## Your instructions
Scan the listing below for the word "Deserialize" and copy every line where it occurs.

## Extracted entries

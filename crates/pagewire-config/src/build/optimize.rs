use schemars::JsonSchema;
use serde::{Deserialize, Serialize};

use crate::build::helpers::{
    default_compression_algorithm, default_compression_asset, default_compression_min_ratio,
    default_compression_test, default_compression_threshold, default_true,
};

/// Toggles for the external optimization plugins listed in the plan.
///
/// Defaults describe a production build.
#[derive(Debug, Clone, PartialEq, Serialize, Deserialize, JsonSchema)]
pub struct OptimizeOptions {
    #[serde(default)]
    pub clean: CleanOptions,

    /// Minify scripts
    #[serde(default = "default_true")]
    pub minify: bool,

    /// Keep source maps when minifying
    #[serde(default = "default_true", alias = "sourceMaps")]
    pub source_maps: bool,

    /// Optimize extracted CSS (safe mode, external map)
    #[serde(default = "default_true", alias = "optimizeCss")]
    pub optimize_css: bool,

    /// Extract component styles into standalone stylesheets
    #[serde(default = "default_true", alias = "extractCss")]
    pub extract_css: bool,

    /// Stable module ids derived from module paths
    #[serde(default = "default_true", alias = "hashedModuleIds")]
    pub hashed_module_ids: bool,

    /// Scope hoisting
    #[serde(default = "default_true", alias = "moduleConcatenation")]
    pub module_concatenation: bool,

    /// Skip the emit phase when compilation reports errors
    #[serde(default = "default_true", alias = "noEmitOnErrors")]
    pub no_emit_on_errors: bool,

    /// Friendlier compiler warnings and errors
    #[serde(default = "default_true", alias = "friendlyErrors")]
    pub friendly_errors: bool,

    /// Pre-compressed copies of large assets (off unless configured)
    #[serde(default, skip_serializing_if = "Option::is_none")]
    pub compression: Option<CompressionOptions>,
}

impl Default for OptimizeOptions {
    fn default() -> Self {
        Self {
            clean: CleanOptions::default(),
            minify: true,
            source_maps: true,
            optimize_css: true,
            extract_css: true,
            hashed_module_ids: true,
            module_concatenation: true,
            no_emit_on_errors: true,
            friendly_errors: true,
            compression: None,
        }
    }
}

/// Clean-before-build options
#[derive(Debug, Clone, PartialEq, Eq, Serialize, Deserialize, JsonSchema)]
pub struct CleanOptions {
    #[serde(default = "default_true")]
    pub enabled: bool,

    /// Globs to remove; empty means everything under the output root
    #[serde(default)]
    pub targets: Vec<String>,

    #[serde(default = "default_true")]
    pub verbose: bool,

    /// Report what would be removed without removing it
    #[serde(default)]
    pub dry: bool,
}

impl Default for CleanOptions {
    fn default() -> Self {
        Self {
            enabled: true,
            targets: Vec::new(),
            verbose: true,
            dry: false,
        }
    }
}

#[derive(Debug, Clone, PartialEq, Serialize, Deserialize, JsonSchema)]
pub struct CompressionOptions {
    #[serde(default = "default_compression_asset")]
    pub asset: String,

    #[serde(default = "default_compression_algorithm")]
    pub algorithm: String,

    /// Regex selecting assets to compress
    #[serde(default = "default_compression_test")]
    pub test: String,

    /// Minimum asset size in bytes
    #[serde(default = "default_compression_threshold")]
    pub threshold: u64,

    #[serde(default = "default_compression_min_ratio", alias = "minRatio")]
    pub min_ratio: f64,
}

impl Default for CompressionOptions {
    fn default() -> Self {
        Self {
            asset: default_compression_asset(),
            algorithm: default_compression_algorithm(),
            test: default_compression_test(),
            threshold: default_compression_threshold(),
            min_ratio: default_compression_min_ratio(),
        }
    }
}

## Solved problem
use serde::{Deserialize, Serialize};
#[derive(Debug, Clone, PartialEq, Serialize, Deserialize, JsonSchema)]
#[derive(Debug, Clone, PartialEq, Eq, Serialize, Deserialize, JsonSchema)]
#[derive(Debug, Clone, PartialEq, Serialize, Deserialize, JsonSchema)]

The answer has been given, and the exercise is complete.